> **WHAT YOU HAVE TO DO**: Count the lines below in which "found" appears, then give that number by itself.

Segment Open

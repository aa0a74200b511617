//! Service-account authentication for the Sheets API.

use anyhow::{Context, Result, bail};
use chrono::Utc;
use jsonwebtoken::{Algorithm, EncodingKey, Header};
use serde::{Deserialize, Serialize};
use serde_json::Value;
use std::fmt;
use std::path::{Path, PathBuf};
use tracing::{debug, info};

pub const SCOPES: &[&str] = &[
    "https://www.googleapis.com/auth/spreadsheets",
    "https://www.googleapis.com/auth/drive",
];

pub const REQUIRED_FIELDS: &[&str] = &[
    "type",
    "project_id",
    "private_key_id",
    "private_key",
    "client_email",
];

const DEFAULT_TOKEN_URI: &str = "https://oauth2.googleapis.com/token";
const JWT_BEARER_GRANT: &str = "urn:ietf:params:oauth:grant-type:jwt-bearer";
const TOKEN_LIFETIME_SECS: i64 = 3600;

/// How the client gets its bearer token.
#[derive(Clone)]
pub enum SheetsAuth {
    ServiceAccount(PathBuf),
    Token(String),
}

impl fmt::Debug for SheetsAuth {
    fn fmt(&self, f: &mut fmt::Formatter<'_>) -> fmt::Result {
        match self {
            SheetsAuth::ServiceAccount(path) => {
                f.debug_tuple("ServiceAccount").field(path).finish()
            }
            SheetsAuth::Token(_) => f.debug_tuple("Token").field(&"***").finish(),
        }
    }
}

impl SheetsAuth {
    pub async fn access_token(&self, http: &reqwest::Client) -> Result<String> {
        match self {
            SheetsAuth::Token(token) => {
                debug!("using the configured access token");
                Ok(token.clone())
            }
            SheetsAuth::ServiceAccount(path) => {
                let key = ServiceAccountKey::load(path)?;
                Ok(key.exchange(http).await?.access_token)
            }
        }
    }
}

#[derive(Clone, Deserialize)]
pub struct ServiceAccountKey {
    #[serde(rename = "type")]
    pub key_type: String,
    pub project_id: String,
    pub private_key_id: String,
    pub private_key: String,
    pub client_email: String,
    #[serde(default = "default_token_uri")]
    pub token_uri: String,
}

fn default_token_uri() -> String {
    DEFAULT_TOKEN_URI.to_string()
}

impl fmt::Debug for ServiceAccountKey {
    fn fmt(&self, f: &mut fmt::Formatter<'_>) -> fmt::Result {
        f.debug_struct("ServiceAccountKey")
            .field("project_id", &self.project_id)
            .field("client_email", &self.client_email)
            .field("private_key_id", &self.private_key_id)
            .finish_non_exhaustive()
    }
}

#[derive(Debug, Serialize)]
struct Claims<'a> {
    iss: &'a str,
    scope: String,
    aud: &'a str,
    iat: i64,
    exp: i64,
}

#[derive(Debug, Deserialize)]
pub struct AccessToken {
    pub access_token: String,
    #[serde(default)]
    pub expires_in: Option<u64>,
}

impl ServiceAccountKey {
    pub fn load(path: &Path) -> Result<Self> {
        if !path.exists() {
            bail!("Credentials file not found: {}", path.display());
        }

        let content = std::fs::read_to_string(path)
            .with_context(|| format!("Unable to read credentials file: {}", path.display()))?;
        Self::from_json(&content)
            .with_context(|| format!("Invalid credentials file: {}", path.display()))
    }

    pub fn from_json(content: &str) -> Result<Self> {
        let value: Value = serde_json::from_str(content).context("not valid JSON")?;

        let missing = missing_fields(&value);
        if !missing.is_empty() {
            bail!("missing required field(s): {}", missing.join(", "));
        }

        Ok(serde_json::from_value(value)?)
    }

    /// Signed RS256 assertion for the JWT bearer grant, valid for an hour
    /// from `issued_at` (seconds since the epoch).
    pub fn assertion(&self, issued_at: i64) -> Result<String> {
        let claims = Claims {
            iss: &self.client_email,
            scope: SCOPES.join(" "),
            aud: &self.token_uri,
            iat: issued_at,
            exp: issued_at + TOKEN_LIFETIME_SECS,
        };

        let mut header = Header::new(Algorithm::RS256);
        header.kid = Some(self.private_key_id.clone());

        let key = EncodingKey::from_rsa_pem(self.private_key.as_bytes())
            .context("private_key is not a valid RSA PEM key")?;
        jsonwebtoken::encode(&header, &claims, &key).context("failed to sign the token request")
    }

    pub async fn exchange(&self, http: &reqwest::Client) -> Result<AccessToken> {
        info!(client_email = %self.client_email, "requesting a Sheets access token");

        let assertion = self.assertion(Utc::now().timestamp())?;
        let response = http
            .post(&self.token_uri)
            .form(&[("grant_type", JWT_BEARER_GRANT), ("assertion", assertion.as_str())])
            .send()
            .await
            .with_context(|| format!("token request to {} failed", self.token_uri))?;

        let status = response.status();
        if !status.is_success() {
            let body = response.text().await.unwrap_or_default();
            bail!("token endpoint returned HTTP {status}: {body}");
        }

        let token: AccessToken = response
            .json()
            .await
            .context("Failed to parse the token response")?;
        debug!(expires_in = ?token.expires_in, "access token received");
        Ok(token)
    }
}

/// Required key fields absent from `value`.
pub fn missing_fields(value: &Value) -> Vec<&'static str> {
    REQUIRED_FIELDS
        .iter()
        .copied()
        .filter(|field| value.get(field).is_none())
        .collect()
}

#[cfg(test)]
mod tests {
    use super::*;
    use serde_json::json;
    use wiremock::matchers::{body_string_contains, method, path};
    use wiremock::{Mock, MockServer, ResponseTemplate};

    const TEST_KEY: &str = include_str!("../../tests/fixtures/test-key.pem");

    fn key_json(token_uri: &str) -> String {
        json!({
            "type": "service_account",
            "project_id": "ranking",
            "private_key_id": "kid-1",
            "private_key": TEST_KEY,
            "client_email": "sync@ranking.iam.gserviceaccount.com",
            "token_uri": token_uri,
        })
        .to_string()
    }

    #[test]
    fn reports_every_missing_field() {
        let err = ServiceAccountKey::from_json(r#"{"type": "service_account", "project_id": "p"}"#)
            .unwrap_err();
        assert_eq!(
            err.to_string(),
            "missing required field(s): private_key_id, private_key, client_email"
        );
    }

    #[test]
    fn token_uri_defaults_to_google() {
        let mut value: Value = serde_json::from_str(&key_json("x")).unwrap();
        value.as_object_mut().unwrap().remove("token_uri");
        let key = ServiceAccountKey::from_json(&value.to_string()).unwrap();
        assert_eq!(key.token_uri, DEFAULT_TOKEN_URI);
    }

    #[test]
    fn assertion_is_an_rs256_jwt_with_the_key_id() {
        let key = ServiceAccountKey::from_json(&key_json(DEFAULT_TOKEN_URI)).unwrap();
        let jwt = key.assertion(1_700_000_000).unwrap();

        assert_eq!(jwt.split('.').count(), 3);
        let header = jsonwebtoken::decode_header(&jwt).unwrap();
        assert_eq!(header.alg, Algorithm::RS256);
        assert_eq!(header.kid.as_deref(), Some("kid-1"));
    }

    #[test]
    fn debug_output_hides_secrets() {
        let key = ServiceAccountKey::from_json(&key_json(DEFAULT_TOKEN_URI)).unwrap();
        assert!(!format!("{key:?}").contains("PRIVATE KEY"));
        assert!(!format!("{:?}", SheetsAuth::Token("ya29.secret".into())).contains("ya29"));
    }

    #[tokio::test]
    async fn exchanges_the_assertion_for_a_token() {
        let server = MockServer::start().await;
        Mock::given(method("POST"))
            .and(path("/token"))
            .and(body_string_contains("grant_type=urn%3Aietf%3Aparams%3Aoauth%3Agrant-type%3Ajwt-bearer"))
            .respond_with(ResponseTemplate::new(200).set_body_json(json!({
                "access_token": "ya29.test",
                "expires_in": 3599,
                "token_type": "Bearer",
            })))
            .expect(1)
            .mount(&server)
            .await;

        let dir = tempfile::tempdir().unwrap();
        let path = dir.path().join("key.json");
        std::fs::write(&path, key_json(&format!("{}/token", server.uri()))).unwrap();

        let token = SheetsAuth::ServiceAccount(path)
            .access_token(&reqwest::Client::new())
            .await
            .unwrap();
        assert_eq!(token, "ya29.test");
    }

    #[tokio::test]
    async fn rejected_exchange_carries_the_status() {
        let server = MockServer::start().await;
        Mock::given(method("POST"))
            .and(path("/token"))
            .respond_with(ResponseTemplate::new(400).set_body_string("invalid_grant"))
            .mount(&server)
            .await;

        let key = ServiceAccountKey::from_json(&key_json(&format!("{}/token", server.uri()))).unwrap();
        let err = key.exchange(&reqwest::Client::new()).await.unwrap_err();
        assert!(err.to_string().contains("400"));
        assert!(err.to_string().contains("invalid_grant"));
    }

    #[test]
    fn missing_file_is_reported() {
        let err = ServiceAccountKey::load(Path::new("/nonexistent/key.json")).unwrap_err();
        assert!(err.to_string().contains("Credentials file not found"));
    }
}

Segment Closed

> **COMPLETED EXERCISE**: 2